◆ Exercise requirements ◆
Would you find each line in the entries below with the string "joko" and copy it?
══ Source data
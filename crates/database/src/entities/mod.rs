pub mod attendances;
pub mod courses;
pub mod department_heads;
pub mod enrollments;
pub mod grades;
pub mod lecturers;
pub mod materials;
pub mod rectors;
pub mod schedules;
pub mod students;
pub mod users;
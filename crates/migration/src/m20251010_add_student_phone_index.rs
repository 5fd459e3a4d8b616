use sea_orm_migration::prelude::*;

#[derive(DeriveMigrationName)]
pub struct Migration;

/// A phone number reaches one student only. Unbound students keep `NULL`,
/// which never collides.
#[async_trait::async_trait]
impl MigrationTrait for Migration {
    async fn up(&self, manager: &SchemaManager) -> Result<(), DbErr> {
        manager
            .create_index(
                Index::create()
                    .name("uq_students_phone")
                    .table(Students::Table)
                    .col(Students::Phone)
                    .unique()
                    .to_owned(),
            )
            .await
    }

    async fn down(&self, manager: &SchemaManager) -> Result<(), DbErr> {
        manager
            .drop_index(Index::drop().name("uq_students_phone").to_owned())
            .await
    }
}

#[derive(Iden)]
enum Students {
    Table,
    Phone,
}
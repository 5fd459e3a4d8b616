use models::{role::Role, status::RecordStatus};
use sea_orm::entity::prelude::*;
use serde::{Deserialize, Serialize};

#[derive(Clone, Debug, PartialEq, DeriveEntityModel, Serialize, Deserialize)]
#[sea_orm(table_name = "users")]
pub struct Model {
    #[sea_orm(primary_key, auto_increment = false)]
    pub id: Uuid,
    #[sea_orm(unique)]
    pub username: String,
    #[sea_orm(unique)]
    pub email: String,
    #[serde(skip_serializing)]
    pub password_hash: String,
    pub role: Role,
    pub status: RecordStatus,
    pub created_at: DateTimeUtc,
    pub updated_at: DateTimeUtc,
}

#[derive(Copy, Clone, Debug, EnumIter, DeriveRelation)]
pub enum Relation {
    #[sea_orm(has_one = "super::students::Entity")]
    Students,
    #[sea_orm(has_one = "super::lecturers::Entity")]
    Lecturers,
    #[sea_orm(has_one = "super::department_heads::Entity")]
    DepartmentHeads,
    #[sea_orm(has_one = "super::rectors::Entity")]
    Rectors,
}

impl Related<super::students::Entity> for Entity {
    fn to() -> RelationDef {
        Relation::Students.def()
    }
}

impl Related<super::lecturers::Entity> for Entity {
    fn to() -> RelationDef {
        Relation::Lecturers.def()
    }
}

impl ActiveModelBehavior for ActiveModel {}

impl Model {
    pub fn is_active(&self) -> bool {
        self.status == RecordStatus::Aktif
    }
}
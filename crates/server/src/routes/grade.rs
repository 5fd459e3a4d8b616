use crate::{
    dtos::academic::TermQuery,
    extractors::{Query, Student},
    response::{ApiJson, ApiResult},
    state::AppState,
};
use axum::{Router, extract::State, routing::get};
use database::services::grade::{GradeEntry, GradeService, Transcript};
use models::grade::GradeStatistics;

pub fn router() -> Router<AppState> {
    Router::new()
        .route("/api/nilai", get(list_grades))
        .route("/api/nilai/transkrip", get(transcript))
        .route("/api/nilai/statistik", get(statistics))
}

#[utoipa::path(
    get,
    path = "/api/nilai",
    params(TermQuery),
    responses((status = 200, description = "The caller's grades")),
    security(("jwt" = [])),
    tag = "Nilai"
)]
pub async fn list_grades(
    State(state): State<AppState>,
    Student(student): Student,
    Query(query): Query<TermQuery>,
) -> ApiResult<Vec<GradeEntry>> {
    let grades = GradeService::list_mine(
        &state.db,
        &student,
        query.semester,
        query.academic_year.as_deref(),
    )
    .await?;

    Ok(ApiJson::ok(grades))
}

/// Every grade with credit totals and the cumulative GPA
#[utoipa::path(
    get,
    path = "/api/nilai/transkrip",
    responses((status = 200, description = "Academic transcript")),
    security(("jwt" = [])),
    tag = "Nilai"
)]
pub async fn transcript(
    State(state): State<AppState>,
    Student(student): Student,
) -> ApiResult<Transcript> {
    Ok(ApiJson::ok(GradeService::transcript(&state.db, &student).await?))
}

#[utoipa::path(
    get,
    path = "/api/nilai/statistik",
    responses((status = 200, description = "Grade distribution and averages")),
    security(("jwt" = [])),
    tag = "Nilai"
)]
pub async fn statistics(
    State(state): State<AppState>,
    Student(student): Student,
) -> ApiResult<GradeStatistics> {
    Ok(ApiJson::ok(GradeService::statistics(&state.db, &student).await?))
}
mod common;

use chrono::NaiveTime;
use common::{course, enroll, enroll_approved, head, lecturer, setup, student};
use database::{
    ServiceError,
    services::{
        course::{CourseChanges, CourseService, NewCourse},
        enrollment::{Approver, EnrollmentService},
        lecturer::{LecturerFilter, LecturerService},
        material::{MaterialInput, MaterialService},
        schedule::{ScheduleFilter, ScheduleService},
        student::{StudentFilter, StudentService},
    },
};
use models::{
    academic_year::current_academic_year,
    approval::ApprovalAction,
    days::Day,
    pagination::PageRequest,
    role::Role,
    status::{ClassAction, MaterialType},
};
use uuid::Uuid;

fn material(title: &str, meeting: i32) -> MaterialInput {
    MaterialInput {
        title: title.to_string(),
        description: Some("Slide kuliah".to_string()),
        meeting,
        material_type: MaterialType::Slide,
        url: None,
    }
}

#[tokio::test]
async fn test_course_catalog_management() {
    let db = setup().await;
    let sari = lecturer(&db, "0011223344", "Informatika").await;
    let basis_data = course(&db, "IF101", 3, Some(&sari)).await;
    course(&db, "IF102", 2, None).await;

    let new = NewCourse {
        code: "IF103".to_string(),
        name: "Algoritma".to_string(),
        credits: 3,
        ..Default::default()
    };
    assert!(matches!(
        CourseService::create(&db, Role::Dosen, new.clone()).await,
        Err(ServiceError::Forbidden(_))
    ));
    assert!(matches!(
        CourseService::create(
            &db,
            Role::Kajur,
            NewCourse {
                credits: 7,
                ..new.clone()
            }
        )
        .await,
        Err(ServiceError::InvalidArgument(_))
    ));
    match CourseService::create(
        &db,
        Role::Kajur,
        NewCourse {
            code: "IF101".to_string(),
            ..new.clone()
        },
    )
    .await
    {
        Err(ServiceError::Conflict(message)) => assert_eq!(message, "course code already exists"),
        other => panic!("expected conflict, got {other:?}"),
    }

    let updated = CourseService::update(
        &db,
        Role::Rektor,
        basis_data.id,
        CourseChanges {
            name: Some("Basis Data Lanjut".to_string()),
            ..Default::default()
        },
    )
    .await
    .unwrap();
    assert_eq!(updated.name, "Basis Data Lanjut");
    assert_eq!(updated.code, "IF101");

    let found = CourseService::list(&db, PageRequest::default(), Some("lanjut"))
        .await
        .unwrap();
    assert_eq!(found.total, 1);
    assert_eq!(found.items[0].id, basis_data.id);

    CourseService::delete(&db, Role::Kajur, basis_data.id)
        .await
        .unwrap();
    assert!(matches!(
        CourseService::delete(&db, Role::Kajur, basis_data.id).await,
        Err(ServiceError::NotFound(_))
    ));
}

#[tokio::test]
async fn test_open_and_close_class() {
    let db = setup().await;
    let kajur = head(&db, "9900000001", "Informatika").await;
    let other_kajur = head(&db, "9900000002", "Sistem Informasi").await;
    let sari = lecturer(&db, "0011223344", "Informatika").await;
    let budi = student(&db, "2025000001", "Informatika").await;
    let basis_data = course(&db, "IF101", 3, Some(&sari)).await;
    let unassigned = course(&db, "IF102", 2, None).await;
    enroll_approved(&db, &budi, &basis_data, &kajur).await;

    assert!(matches!(
        ScheduleService::set_class_status(&db, &other_kajur, basis_data.id, ClassAction::Buka)
            .await,
        Err(ServiceError::Forbidden(_))
    ));
    assert!(matches!(
        ScheduleService::set_class_status(&db, &kajur, unassigned.id, ClassAction::Buka).await,
        Err(ServiceError::Forbidden(_))
    ));

    let opened = ScheduleService::set_class_status(&db, &kajur, basis_data.id, ClassAction::Buka)
        .await
        .unwrap();
    assert!(opened.open);
    assert_eq!(opened.academic_year, current_academic_year());
    assert_eq!(opened.schedules.len(), 1);
    let schedule = &opened.schedules[0];
    assert_eq!(schedule.day, Day::Senin);
    assert_eq!(schedule.start_time, NaiveTime::from_hms_opt(8, 0, 0).unwrap());
    assert_eq!(schedule.end_time, NaiveTime::from_hms_opt(10, 0, 0).unwrap());
    assert_eq!(schedule.room, "TBD");
    assert_eq!(schedule.lecturer_name, sari.name);

    // Opening again keeps the existing schedule
    let reopened = ScheduleService::set_class_status(&db, &kajur, basis_data.id, ClassAction::Buka)
        .await
        .unwrap();
    assert_eq!(reopened.schedules, opened.schedules);

    let weekly = ScheduleService::weekly(&db, &budi).await.unwrap();
    assert_eq!(weekly.len(), 1);
    assert_eq!(weekly[0].label, "Senin");
    assert_eq!(weekly[0].classes[0].course_code, "IF101");

    let monday = ScheduleService::by_day(&db, &budi, "SENIN").await.unwrap();
    assert_eq!(monday.len(), 1);
    assert!(ScheduleService::by_day(&db, &budi, "selasa").await.unwrap().is_empty());
    assert!(matches!(
        ScheduleService::by_day(&db, &budi, "monday").await,
        Err(ServiceError::InvalidArgument(_))
    ));

    let closed = ScheduleService::set_class_status(&db, &kajur, basis_data.id, ClassAction::Tutup)
        .await
        .unwrap();
    assert!(!closed.open);
    assert!(closed.schedules.is_empty());
    assert!(
        ScheduleService::mine(&db, &budi, ScheduleFilter::default())
            .await
            .unwrap()
            .is_empty()
    );
}

#[tokio::test]
async fn test_rejected_courses_leave_the_schedule() {
    let db = setup().await;
    let kajur = head(&db, "9900000001", "Informatika").await;
    let sari = lecturer(&db, "0011223344", "Informatika").await;
    let budi = student(&db, "2025000001", "Informatika").await;
    let basis_data = course(&db, "IF101", 3, Some(&sari)).await;
    let entry = enroll(&db, &budi, &basis_data).await;
    ScheduleService::set_class_status(&db, &kajur, basis_data.id, ClassAction::Buka)
        .await
        .unwrap();

    let pending = ScheduleService::mine(&db, &budi, ScheduleFilter::default())
        .await
        .unwrap();
    assert_eq!(pending.len(), 1);

    EnrollmentService::process_approval(
        &db,
        Approver::DepartmentHead(&kajur),
        entry.id,
        ApprovalAction::Reject,
        Some("kelas penuh"),
    )
    .await
    .unwrap();

    let filter = ScheduleFilter {
        day: Some("senin".to_string()),
        ..Default::default()
    };
    assert!(ScheduleService::mine(&db, &budi, filter).await.unwrap().is_empty());
}

#[tokio::test]
async fn test_materials_are_soft_deleted() {
    let db = setup().await;
    let sari = lecturer(&db, "0011223344", "Informatika").await;
    let joko = lecturer(&db, "0011223355", "Informatika").await;
    let basis_data = course(&db, "IF101", 3, Some(&sari)).await;

    assert!(matches!(
        MaterialService::create(&db, &joko, basis_data.id, material("Pengantar", 1)).await,
        Err(ServiceError::Forbidden(_))
    ));

    let intro = MaterialService::create(&db, &sari, basis_data.id, material("Pengantar", 1))
        .await
        .unwrap();
    assert_eq!(intro.course_code, "IF101");
    MaterialService::create(&db, &sari, basis_data.id, material("Normalisasi", 2))
        .await
        .unwrap();
    assert!(matches!(
        MaterialService::create(&db, &sari, basis_data.id, material("Pengantar", 1)).await,
        Err(ServiceError::Conflict(_))
    ));

    assert!(matches!(
        MaterialService::delete(&db, &joko, intro.material.id).await,
        Err(ServiceError::Forbidden(_))
    ));
    MaterialService::delete(&db, &sari, intro.material.id)
        .await
        .unwrap();

    let listed = MaterialService::list_by_course(&db, &sari, basis_data.id, None)
        .await
        .unwrap();
    assert_eq!(listed.total_materials, 1);
    assert_eq!(listed.materials[0].title, "Normalisasi");
    assert!(
        MaterialService::list_by_course(&db, &sari, basis_data.id, Some(1))
            .await
            .unwrap()
            .materials
            .is_empty()
    );

    assert!(matches!(
        MaterialService::update(&db, &sari, intro.material.id, material("Pengantar Ulang", 1))
            .await,
        Err(ServiceError::NotFound(_))
    ));

    let taught = CourseService::taught_by(&db, &sari).await.unwrap();
    assert_eq!(taught[0].material_count, 1);

    // The deleted title can be added again
    let again = MaterialService::create(&db, &sari, basis_data.id, material("Pengantar", 1))
        .await
        .unwrap();
    assert_eq!(again.material.title, "Pengantar");
    let listed = MaterialService::list_by_course(&db, &sari, basis_data.id, Some(1))
        .await
        .unwrap();
    assert_eq!(listed.total_materials, 1);
    assert!(matches!(
        MaterialService::create(&db, &sari, basis_data.id, material("Pengantar", 1)).await,
        Err(ServiceError::Conflict(_))
    ));
}

#[tokio::test]
async fn test_department_views() {
    let db = setup().await;
    let kajur = head(&db, "9900000001", "Informatika").await;
    let sari = lecturer(&db, "0011223344", "Informatika").await;
    let outsider = lecturer(&db, "0011223355", "Sistem Informasi").await;
    let budi = student(&db, "2025000001", "Informatika").await;
    student(&db, "2025000002", "Informatika").await;
    let rina = student(&db, "2025000003", "Sistem Informasi").await;
    course(&db, "IF101", 3, Some(&sari)).await;
    course(&db, "SI101", 3, Some(&outsider)).await;

    StudentService::assign_advisor(&db, &kajur, budi.id, sari.id)
        .await
        .unwrap();
    assert!(matches!(
        StudentService::assign_advisor(&db, &kajur, rina.id, sari.id).await,
        Err(ServiceError::Forbidden(_))
    ));
    assert!(matches!(
        StudentService::assign_advisor(&db, &kajur, budi.id, Uuid::new_v4()).await,
        Err(ServiceError::NotFound(_))
    ));

    let students = StudentService::in_department(
        &db,
        &kajur,
        StudentFilter {
            search: Some("0001".to_string()),
            ..Default::default()
        },
        PageRequest::default(),
    )
    .await
    .unwrap();
    assert_eq!(students.total, 1);
    assert_eq!(students.items[0].id, budi.id);

    let lecturers = LecturerService::in_department(
        &db,
        &kajur,
        LecturerFilter::default(),
        PageRequest::default(),
    )
    .await
    .unwrap();
    assert_eq!(lecturers.total, 1);
    assert_eq!(lecturers.items[0].advisee_count, 1);

    let courses = CourseService::in_department(&db, &kajur).await.unwrap();
    assert_eq!(courses.len(), 1);
    assert_eq!(courses[0].course.code, "IF101");
    assert_eq!(courses[0].lecturer_name.as_deref(), Some(sari.name.as_str()));
}
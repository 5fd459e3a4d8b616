use sea_orm::{Iterable, entity::prelude::*};
use serde::{Deserialize, Serialize};
use std::{
    collections::BTreeMap,
    fmt::{Display, Formatter, Result as FmtResult},
};
use strum::Display as StrumDisplay;

/// Weight of the assignment component in the final score
pub const TASK_WEIGHT: f64 = 0.30;
/// Weight of the midterm exam (UTS)
pub const MIDTERM_WEIGHT: f64 = 0.35;
/// Weight of the final exam (UAS)
pub const FINAL_WEIGHT: f64 = 0.35;

pub const MIN_SCORE: f64 = 0.0;
pub const MAX_SCORE: f64 = 100.0;

#[derive(
    Debug,
    Clone,
    Copy,
    PartialEq,
    Eq,
    Hash,
    PartialOrd,
    Ord,
    EnumIter,
    DeriveActiveEnum,
    StrumDisplay,
    Serialize,
    Deserialize,
)]
#[sea_orm(rs_type = "String", db_type = "Text")]
pub enum LetterGrade {
    #[sea_orm(string_value = "A")]
    A,
    #[sea_orm(string_value = "AB")]
    AB,
    #[sea_orm(string_value = "B")]
    B,
    #[sea_orm(string_value = "BC")]
    BC,
    #[sea_orm(string_value = "C")]
    C,
    #[sea_orm(string_value = "D")]
    D,
    #[sea_orm(string_value = "E")]
    E,
}

impl LetterGrade {
    /// Descending threshold table, evaluated top-down
    const THRESHOLDS: [(f64, Self, f64); 6] = [
        (85.0, Self::A, 4.0),
        (80.0, Self::AB, 3.5),
        (75.0, Self::B, 3.0),
        (70.0, Self::BC, 2.5),
        (65.0, Self::C, 2.0),
        (50.0, Self::D, 1.0),
    ];

    /// Maps a final score to its letter and grade point
    pub fn from_score(score: f64) -> (Self, f64) {
        Self::THRESHOLDS
            .iter()
            .find(|(min, _, _)| score >= *min)
            .map(|&(_, letter, point)| (letter, point))
            .unwrap_or((Self::E, 0.0))
    }

    /// An E does not count towards passed credits
    pub fn is_passing(self) -> bool {
        self != Self::E
    }
}

/// Component scores submitted by a lecturer
#[derive(Debug, Clone, Copy, PartialEq, Serialize, Deserialize)]
pub struct Scores {
    /// Assignment score (tugas)
    pub task: f64,
    /// Midterm score (UTS)
    pub midterm: f64,
    /// Final exam score (UAS)
    pub final_exam: f64,
}

#[derive(Debug, Clone, PartialEq)]
pub enum ScoreError {
    OutOfRange { component: &'static str, value: f64 },
}

impl Display for ScoreError {
    fn fmt(&self, f: &mut Formatter<'_>) -> FmtResult {
        match self {
            Self::OutOfRange { component, value } => write!(
                f,
                "{component} must be between {MIN_SCORE} and {MAX_SCORE}, got {value}"
            ),
        }
    }
}

impl std::error::Error for ScoreError {}

/// Result of applying the grading rule to a set of scores
#[derive(Debug, Clone, Copy, PartialEq, Serialize)]
pub struct ComputedGrade {
    pub final_score: f64,
    pub letter: LetterGrade,
    pub point: f64,
}

impl Scores {
    pub fn new(task: f64, midterm: f64, final_exam: f64) -> Self {
        Self {
            task,
            midterm,
            final_exam,
        }
    }

    /// Rejects any component outside [0, 100], including NaN
    pub fn validate(&self) -> Result<(), ScoreError> {
        for (component, value) in [
            ("task_score", self.task),
            ("midterm_score", self.midterm),
            ("final_exam_score", self.final_exam),
        ] {
            if !(MIN_SCORE..=MAX_SCORE).contains(&value) {
                return Err(ScoreError::OutOfRange { component, value });
            }
        }
        Ok(())
    }

    /// Validates the scores and computes the weighted final score, letter and
    /// grade point
    pub fn compute(&self) -> Result<ComputedGrade, ScoreError> {
        self.validate()?;
        let final_score =
            self.task * TASK_WEIGHT + self.midterm * MIDTERM_WEIGHT + self.final_exam * FINAL_WEIGHT;
        let (letter, point) = LetterGrade::from_score(final_score);
        Ok(ComputedGrade {
            final_score,
            letter,
            point,
        })
    }
}

/// One graded course as seen by the transcript
#[derive(Debug, Clone, Copy, PartialEq)]
pub struct GradedCredit {
    pub credits: i32,
    pub letter: LetterGrade,
    pub point: f64,
    pub final_score: f64,
}

/// Credit and GPA totals over a student's grade history
#[derive(Debug, Clone, Copy, Default, PartialEq, Serialize)]
pub struct TranscriptTotals {
    pub total_credits: i32,
    pub total_credits_passed: i32,
    pub total_points: f64,
    pub gpa: f64,
}

impl TranscriptTotals {
    pub fn from_grades<'a>(grades: impl IntoIterator<Item = &'a GradedCredit>) -> Self {
        let mut totals = Self::default();

        for grade in grades {
            totals.total_credits += grade.credits;
            if grade.letter.is_passing() {
                totals.total_credits_passed += grade.credits;
            }
            totals.total_points += grade.point * f64::from(grade.credits);
        }

        if totals.total_credits > 0 {
            totals.gpa = totals.total_points / f64::from(totals.total_credits);
        }

        totals
    }
}

/// Grade distribution and averages for the statistics view
#[derive(Debug, Clone, PartialEq, Serialize)]
pub struct GradeStatistics {
    pub total_courses: usize,
    pub grade_distribution: BTreeMap<LetterGrade, usize>,
    pub average_score: f64,
    pub total_points: f64,
    pub total_credits: i32,
}

impl GradeStatistics {
    pub fn from_grades(grades: &[GradedCredit]) -> Self {
        // Every letter is reported, even with a zero count
        let mut grade_distribution: BTreeMap<LetterGrade, usize> =
            LetterGrade::iter().map(|letter| (letter, 0)).collect();
        let mut score_sum = 0.0;

        for grade in grades {
            *grade_distribution.entry(grade.letter).or_default() += 1;
            score_sum += grade.final_score;
        }

        let totals = TranscriptTotals::from_grades(grades);
        let average_score = if grades.is_empty() {
            0.0
        } else {
            score_sum / grades.len() as f64
        };

        Self {
            total_courses: grades.len(),
            grade_distribution,
            average_score,
            total_points: totals.total_points,
            total_credits: totals.total_credits,
        }
    }
}

#[cfg(test)]
mod test {
    use super::*;

    fn graded(credits: i32, score: f64) -> GradedCredit {
        let (letter, point) = LetterGrade::from_score(score);
        GradedCredit {
            credits,
            letter,
            point,
            final_score: score,
        }
    }

    #[test]
    fn test_weighted_final_score() {
        let grade = Scores::new(85.0, 80.0, 78.0).compute().unwrap();
        let expected = 85.0 * 0.30 + 80.0 * 0.35 + 78.0 * 0.35;
        assert_eq!(grade.final_score, expected);
        assert_eq!(grade.letter, LetterGrade::AB);
        assert_eq!(grade.point, 3.5);
    }

    #[test]
    fn test_threshold_boundaries() {
        let cases = [
            (100.0, LetterGrade::A, 4.0),
            (85.0, LetterGrade::A, 4.0),
            (84.999, LetterGrade::AB, 3.5),
            (80.0, LetterGrade::AB, 3.5),
            (79.999, LetterGrade::B, 3.0),
            (75.0, LetterGrade::B, 3.0),
            (74.999, LetterGrade::BC, 2.5),
            (70.0, LetterGrade::BC, 2.5),
            (69.999, LetterGrade::C, 2.0),
            (65.0, LetterGrade::C, 2.0),
            (64.999, LetterGrade::D, 1.0),
            (50.0, LetterGrade::D, 1.0),
            (49.999, LetterGrade::E, 0.0),
            (0.0, LetterGrade::E, 0.0),
        ];

        for (score, letter, point) in cases {
            assert_eq!(LetterGrade::from_score(score), (letter, point), "score {score}");
        }
    }

    #[test]
    fn test_compute_is_deterministic() {
        let scores = Scores::new(66.5, 72.25, 91.0);
        assert_eq!(scores.compute().unwrap(), scores.compute().unwrap());
    }

    #[test]
    fn test_out_of_range_scores_are_rejected() {
        assert!(Scores::new(-0.1, 50.0, 50.0).compute().is_err());
        assert!(Scores::new(50.0, 100.5, 50.0).compute().is_err());
        assert!(Scores::new(50.0, 50.0, f64::NAN).compute().is_err());
        assert!(Scores::new(0.0, 100.0, 100.0).compute().is_ok());

        let err = Scores::new(50.0, 50.0, 101.0).validate().unwrap_err();
        assert_eq!(
            err,
            ScoreError::OutOfRange {
                component: "final_exam_score",
                value: 101.0
            }
        );
    }

    #[test]
    fn test_transcript_totals() {
        let grades = [
            GradedCredit {
                credits: 3,
                letter: LetterGrade::A,
                point: 4.0,
                final_score: 90.0,
            },
            GradedCredit {
                credits: 2,
                letter: LetterGrade::B,
                point: 3.0,
                final_score: 76.0,
            },
        ];
        let totals = TranscriptTotals::from_grades(&grades);

        assert_eq!(totals.total_credits, 5);
        assert_eq!(totals.total_credits_passed, 5);
        assert!((totals.gpa - 3.6).abs() < 1e-9);
    }

    #[test]
    fn test_failed_course_counts_credits_but_not_passed_credits() {
        let grades = [graded(3, 90.0), graded(4, 20.0)];
        let totals = TranscriptTotals::from_grades(&grades);

        assert_eq!(totals.total_credits, 7);
        assert_eq!(totals.total_credits_passed, 3);
        assert!((totals.gpa - 12.0 / 7.0).abs() < 1e-9);
    }

    #[test]
    fn test_empty_transcript_has_zero_gpa() {
        let totals = TranscriptTotals::from_grades(&[]);
        assert_eq!(totals, TranscriptTotals::default());
    }

    #[test]
    fn test_grade_statistics_reports_every_letter() {
        let stats = GradeStatistics::from_grades(&[graded(3, 90.0), graded(2, 90.0), graded(2, 40.0)]);

        assert_eq!(stats.total_courses, 3);
        assert_eq!(stats.grade_distribution.len(), 7);
        assert_eq!(stats.grade_distribution[&LetterGrade::A], 2);
        assert_eq!(stats.grade_distribution[&LetterGrade::E], 1);
        assert_eq!(stats.grade_distribution[&LetterGrade::C], 0);
        assert!((stats.average_score - 220.0 / 3.0).abs() < 1e-9);
        assert_eq!(stats.total_credits, 7);
        assert_eq!(stats.total_points, 20.0);
    }
}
════
◆ Answer for this exercise ◆
    let joko = lecturer(&db, "0011223355", "Informatika").await;
        MaterialService::create(&db, &joko, basis_data.id, material("Pengantar", 1)).await,
        MaterialService::delete(&db, &joko, intro.material.id).await,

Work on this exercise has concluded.